Look through the listing below for the word "static" and copy every line where it occurs.
[Data — start]
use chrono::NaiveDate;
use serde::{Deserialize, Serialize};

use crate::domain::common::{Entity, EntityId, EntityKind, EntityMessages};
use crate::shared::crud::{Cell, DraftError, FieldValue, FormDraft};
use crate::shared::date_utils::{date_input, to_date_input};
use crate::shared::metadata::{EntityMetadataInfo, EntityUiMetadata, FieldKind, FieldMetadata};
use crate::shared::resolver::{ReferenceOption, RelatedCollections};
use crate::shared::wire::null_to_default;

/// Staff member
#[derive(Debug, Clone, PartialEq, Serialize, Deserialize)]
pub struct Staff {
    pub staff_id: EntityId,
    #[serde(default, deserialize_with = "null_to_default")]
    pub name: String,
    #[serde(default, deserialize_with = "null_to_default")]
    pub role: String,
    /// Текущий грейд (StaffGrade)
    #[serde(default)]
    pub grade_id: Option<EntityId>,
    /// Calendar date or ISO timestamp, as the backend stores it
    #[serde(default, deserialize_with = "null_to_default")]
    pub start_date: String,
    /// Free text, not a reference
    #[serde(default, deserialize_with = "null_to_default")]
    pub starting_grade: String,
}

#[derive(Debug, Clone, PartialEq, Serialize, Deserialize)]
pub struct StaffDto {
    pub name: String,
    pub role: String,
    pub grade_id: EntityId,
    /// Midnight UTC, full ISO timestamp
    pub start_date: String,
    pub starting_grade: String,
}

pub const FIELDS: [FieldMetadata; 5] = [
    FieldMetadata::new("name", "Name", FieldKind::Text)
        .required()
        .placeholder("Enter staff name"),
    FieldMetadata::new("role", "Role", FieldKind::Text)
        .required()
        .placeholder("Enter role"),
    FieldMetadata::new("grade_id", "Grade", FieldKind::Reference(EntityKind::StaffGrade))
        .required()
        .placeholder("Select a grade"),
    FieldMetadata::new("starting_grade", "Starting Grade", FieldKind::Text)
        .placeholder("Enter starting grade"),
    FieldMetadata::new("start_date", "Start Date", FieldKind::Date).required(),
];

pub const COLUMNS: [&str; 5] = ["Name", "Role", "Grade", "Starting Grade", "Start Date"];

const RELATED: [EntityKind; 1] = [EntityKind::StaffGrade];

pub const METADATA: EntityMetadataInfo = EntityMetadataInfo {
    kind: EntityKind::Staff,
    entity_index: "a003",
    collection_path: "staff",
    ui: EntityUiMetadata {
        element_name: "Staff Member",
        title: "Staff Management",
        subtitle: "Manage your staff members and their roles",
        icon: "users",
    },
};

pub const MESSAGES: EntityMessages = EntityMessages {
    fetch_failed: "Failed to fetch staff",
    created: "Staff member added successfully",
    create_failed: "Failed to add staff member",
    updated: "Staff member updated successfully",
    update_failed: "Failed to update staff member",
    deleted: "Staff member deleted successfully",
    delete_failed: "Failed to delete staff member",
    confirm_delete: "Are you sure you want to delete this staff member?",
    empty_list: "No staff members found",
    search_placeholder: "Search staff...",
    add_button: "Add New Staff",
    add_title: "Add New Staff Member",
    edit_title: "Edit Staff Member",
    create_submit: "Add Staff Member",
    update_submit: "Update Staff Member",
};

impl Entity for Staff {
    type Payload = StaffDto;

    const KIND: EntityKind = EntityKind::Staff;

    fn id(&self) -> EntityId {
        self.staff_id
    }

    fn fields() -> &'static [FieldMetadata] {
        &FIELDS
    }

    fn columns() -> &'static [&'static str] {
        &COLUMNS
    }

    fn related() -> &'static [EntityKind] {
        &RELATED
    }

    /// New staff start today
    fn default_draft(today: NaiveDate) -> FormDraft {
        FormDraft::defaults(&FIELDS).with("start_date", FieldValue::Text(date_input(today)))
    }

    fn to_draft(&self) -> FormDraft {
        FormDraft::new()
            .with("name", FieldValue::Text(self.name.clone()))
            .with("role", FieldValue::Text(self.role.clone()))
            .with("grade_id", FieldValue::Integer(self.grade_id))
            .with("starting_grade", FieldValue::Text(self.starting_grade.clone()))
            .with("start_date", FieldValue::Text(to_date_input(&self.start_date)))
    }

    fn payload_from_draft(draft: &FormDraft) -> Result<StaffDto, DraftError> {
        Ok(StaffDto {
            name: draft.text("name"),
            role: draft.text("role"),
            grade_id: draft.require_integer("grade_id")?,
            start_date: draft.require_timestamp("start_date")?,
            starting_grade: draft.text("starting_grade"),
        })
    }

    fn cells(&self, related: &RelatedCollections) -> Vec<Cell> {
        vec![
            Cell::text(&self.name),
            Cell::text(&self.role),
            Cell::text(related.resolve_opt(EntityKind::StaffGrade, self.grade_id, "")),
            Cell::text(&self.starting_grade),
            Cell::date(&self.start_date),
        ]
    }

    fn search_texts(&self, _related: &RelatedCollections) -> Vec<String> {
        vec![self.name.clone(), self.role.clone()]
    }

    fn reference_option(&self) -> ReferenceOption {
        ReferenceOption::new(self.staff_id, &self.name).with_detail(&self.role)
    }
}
[Data — finish]
[Data — start]
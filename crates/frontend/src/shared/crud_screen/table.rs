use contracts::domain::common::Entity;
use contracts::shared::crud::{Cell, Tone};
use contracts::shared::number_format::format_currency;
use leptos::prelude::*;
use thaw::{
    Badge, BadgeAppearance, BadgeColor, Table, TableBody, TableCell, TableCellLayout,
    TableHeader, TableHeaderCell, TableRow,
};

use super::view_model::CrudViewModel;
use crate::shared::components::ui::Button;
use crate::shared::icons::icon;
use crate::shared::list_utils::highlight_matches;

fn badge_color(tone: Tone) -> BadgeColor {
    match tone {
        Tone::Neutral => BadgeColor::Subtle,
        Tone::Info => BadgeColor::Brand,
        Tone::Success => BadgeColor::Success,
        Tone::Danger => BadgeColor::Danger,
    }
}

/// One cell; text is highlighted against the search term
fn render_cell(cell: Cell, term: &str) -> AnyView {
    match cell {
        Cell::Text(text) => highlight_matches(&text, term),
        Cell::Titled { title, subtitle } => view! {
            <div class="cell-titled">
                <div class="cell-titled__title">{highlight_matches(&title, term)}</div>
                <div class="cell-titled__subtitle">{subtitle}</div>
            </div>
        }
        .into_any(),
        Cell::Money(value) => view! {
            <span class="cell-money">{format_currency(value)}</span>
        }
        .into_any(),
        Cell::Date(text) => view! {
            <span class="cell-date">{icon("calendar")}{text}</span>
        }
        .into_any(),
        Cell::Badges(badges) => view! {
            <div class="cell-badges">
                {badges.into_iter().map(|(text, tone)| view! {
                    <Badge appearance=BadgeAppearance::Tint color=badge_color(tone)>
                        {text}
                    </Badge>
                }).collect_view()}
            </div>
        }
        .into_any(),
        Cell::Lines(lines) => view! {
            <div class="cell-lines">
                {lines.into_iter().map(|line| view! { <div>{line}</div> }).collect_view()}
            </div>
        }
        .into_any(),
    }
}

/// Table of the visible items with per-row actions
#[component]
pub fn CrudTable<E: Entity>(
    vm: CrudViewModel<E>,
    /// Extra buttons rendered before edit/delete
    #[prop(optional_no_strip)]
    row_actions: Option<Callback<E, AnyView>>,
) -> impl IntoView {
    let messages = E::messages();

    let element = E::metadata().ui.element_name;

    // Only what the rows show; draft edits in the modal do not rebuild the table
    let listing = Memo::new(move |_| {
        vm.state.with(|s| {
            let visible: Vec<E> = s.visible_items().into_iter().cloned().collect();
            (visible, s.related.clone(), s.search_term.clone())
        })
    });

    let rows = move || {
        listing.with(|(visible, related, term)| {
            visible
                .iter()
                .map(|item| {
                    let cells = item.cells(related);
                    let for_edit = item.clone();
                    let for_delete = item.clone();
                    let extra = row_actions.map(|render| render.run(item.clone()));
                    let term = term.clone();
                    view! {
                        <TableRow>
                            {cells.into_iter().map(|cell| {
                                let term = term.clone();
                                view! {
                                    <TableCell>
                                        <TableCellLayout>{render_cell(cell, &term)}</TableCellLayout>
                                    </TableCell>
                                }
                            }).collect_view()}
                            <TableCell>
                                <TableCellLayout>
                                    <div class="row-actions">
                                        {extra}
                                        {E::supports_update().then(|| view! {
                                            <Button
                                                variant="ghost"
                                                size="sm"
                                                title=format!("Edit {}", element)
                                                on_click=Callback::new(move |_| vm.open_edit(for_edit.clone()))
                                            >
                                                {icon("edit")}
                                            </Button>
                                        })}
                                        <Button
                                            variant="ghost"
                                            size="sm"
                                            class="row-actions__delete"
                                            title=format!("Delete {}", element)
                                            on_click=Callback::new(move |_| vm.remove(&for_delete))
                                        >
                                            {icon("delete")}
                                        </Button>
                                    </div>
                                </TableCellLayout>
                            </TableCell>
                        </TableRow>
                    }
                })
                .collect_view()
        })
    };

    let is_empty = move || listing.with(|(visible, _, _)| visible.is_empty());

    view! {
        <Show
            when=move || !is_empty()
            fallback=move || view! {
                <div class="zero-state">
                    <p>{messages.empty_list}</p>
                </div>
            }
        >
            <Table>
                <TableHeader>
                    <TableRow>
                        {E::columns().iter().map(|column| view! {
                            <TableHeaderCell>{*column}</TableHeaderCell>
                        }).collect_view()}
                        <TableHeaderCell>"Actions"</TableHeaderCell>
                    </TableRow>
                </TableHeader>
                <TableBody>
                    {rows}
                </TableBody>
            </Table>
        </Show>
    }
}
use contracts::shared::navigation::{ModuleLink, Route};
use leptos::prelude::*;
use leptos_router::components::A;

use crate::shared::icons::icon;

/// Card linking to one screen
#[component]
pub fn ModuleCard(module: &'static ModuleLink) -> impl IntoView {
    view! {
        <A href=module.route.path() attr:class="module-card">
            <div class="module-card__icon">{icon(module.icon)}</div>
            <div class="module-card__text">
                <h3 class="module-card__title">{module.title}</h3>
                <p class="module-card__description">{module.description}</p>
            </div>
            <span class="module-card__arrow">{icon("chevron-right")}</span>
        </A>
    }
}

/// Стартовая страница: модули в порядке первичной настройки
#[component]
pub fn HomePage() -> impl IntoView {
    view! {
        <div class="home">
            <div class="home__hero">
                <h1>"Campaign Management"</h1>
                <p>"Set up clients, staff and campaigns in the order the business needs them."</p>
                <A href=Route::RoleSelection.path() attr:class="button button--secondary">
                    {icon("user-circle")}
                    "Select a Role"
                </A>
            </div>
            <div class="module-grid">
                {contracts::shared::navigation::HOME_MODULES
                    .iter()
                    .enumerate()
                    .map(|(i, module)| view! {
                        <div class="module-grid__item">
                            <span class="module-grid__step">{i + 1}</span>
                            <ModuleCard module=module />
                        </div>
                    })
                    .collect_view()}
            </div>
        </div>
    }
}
[Data — finish]
◆ Written solution:
    fn fields() -> &'static [FieldMetadata] {
    fn columns() -> &'static [&'static str] {
    fn related() -> &'static [EntityKind] {
pub fn ModuleCard(module: &'static ModuleLink) -> impl IntoView {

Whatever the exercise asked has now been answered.